▶ [PROMPT]: Where the string "TagArgs" shows up in a line of the records, copy that line.

[Excerpts from a dataset]
════

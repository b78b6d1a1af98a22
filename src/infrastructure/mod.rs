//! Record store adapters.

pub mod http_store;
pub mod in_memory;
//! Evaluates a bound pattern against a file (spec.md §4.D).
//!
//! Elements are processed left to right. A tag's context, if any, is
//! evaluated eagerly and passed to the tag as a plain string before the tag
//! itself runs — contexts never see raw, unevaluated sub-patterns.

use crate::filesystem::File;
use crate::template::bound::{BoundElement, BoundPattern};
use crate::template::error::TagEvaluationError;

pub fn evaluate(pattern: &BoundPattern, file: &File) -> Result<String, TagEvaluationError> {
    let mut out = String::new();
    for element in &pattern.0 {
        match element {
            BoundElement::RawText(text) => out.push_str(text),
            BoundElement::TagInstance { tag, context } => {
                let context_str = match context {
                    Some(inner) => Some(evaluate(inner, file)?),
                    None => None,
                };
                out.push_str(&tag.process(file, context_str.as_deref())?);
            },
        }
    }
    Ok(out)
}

════

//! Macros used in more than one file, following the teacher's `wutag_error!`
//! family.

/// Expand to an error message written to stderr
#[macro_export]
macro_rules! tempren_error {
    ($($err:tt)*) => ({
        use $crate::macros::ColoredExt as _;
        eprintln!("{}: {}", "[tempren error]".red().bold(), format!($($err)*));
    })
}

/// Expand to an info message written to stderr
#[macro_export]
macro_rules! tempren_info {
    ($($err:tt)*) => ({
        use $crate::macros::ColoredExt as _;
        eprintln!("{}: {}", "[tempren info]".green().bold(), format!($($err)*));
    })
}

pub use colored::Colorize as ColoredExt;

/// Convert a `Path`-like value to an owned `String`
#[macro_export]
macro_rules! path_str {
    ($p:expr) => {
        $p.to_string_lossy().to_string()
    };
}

════

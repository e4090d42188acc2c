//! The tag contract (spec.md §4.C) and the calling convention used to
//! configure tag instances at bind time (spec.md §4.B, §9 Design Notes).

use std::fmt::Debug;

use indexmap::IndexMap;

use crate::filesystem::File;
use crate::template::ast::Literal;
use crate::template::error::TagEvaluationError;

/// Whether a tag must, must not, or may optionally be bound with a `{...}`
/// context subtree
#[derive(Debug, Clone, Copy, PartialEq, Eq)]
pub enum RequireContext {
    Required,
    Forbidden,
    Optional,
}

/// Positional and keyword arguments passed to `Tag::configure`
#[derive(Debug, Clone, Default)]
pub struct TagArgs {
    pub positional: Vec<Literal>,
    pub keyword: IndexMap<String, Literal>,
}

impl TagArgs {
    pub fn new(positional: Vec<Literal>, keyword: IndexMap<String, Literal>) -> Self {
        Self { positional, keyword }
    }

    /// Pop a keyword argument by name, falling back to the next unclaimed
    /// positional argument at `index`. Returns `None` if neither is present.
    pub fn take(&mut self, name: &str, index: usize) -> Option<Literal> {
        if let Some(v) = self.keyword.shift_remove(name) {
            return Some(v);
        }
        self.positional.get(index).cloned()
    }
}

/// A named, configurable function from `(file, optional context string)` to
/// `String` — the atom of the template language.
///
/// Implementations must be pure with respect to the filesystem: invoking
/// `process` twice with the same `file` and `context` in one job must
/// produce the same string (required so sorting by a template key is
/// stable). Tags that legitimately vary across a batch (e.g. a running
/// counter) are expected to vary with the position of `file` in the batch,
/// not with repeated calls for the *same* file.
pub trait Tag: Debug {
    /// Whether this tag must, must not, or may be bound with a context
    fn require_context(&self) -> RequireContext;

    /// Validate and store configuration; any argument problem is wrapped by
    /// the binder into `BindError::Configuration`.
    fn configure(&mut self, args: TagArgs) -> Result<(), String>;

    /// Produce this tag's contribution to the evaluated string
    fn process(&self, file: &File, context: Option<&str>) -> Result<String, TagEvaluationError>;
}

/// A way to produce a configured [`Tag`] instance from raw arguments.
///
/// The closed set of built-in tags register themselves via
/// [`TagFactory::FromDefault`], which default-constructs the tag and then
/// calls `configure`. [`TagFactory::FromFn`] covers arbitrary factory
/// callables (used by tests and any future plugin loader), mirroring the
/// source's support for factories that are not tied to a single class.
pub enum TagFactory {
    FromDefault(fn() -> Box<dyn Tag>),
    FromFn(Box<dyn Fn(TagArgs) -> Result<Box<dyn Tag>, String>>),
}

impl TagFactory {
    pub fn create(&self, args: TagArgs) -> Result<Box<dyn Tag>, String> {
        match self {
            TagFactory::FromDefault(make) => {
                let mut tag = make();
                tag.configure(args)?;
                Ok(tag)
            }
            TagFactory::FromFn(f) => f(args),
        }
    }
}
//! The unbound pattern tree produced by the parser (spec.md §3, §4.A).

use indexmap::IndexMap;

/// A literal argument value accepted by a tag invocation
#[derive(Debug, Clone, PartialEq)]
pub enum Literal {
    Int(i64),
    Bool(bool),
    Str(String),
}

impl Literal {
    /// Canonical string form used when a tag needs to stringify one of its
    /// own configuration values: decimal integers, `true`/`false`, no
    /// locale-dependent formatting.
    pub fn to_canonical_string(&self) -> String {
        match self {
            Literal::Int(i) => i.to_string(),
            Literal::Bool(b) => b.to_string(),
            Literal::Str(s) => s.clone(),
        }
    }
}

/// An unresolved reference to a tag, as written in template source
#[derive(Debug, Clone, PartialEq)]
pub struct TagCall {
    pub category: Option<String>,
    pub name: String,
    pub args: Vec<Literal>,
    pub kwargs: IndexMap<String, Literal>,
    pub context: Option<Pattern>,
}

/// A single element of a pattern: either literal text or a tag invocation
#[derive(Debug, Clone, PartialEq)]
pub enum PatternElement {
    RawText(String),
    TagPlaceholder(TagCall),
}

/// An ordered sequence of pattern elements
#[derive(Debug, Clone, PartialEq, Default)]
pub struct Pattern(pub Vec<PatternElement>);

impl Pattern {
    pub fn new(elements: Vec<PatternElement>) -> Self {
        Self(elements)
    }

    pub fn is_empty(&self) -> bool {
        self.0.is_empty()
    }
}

════

▶ [ANSWER SPACE]:
pub struct TagArgs {
impl TagArgs {
    fn configure(&mut self, args: TagArgs) -> Result<(), String>;
    FromFn(Box<dyn Fn(TagArgs) -> Result<Box<dyn Tag>, String>>),
    pub fn create(&self, args: TagArgs) -> Result<Box<dyn Tag>, String> {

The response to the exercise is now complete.